* Dataset entries *
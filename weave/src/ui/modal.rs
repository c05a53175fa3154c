//! Blocking prompts raised by specific backend errors.

use ratatui::{
    layout::Constraint,
    style::Style,
    widgets::{Block, Clear, Paragraph, Wrap},
    Frame,
};
use weave_core::types::ModalKind;

use crate::app::AppState;
use crate::theme::Theme;

fn text(kind: ModalKind) -> (&'static str, &'static str) {
    match kind {
        ModalKind::QuotaLimit => (
            " Quota exhausted ",
            "Your quota is not enough for this request. Top up or switch to a cheaper model (Ctrl-n).",
        ),
        ModalKind::Login => (
            " Login required ",
            "The backend requires authentication. Set WEAVE_TOKEN or `token` in config.toml and restart.",
        ),
    }
}

pub fn render_modal(frame: &mut Frame, state: &AppState, theme: &Theme) {
    let Some(kind) = state.modal else {
        return;
    };
    let (title, body) = text(kind);
    let area = frame
        .area()
        .centered(Constraint::Percentage(50), Constraint::Length(7));
    frame.render_widget(Clear, area);
    frame.render_widget(
        Paragraph::new(format!("{body}\n\nPress any key to dismiss."))
            .wrap(Wrap { trim: true })
            .block(
                Block::bordered()
                    .title(title)
                    .border_style(Style::default().fg(theme.toast_error)),
            ),
        area,
    );
}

* TASK INSTRUCTIONS *
Begin at the top of the records above and quote each line exactly, ending with the line that contains "backend requires authentication.".

* ANSWER TO THIS PROBLEM *
filename weave/src/ui/modal.rs
repository c05a53175fa3154c
//! Blocking prompts raised by specific backend errors.

use ratatui::{
    layout::Constraint,
    style::Style,
    widgets::{Block, Clear, Paragraph, Wrap},
    Frame,
};
use weave_core::types::ModalKind;

use crate::app::AppState;
use crate::theme::Theme;

fn text(kind: ModalKind) -> (&'static str, &'static str) {
    match kind {
        ModalKind::QuotaLimit => (
            " Quota exhausted ",
            "Your quota is not enough for this request. Top up or switch to a cheaper model (Ctrl-n).",
        ),
        ModalKind::Login => (
            " Login required ",
            "The backend requires authentication. Set WEAVE_TOKEN or `token` in config.toml and restart.",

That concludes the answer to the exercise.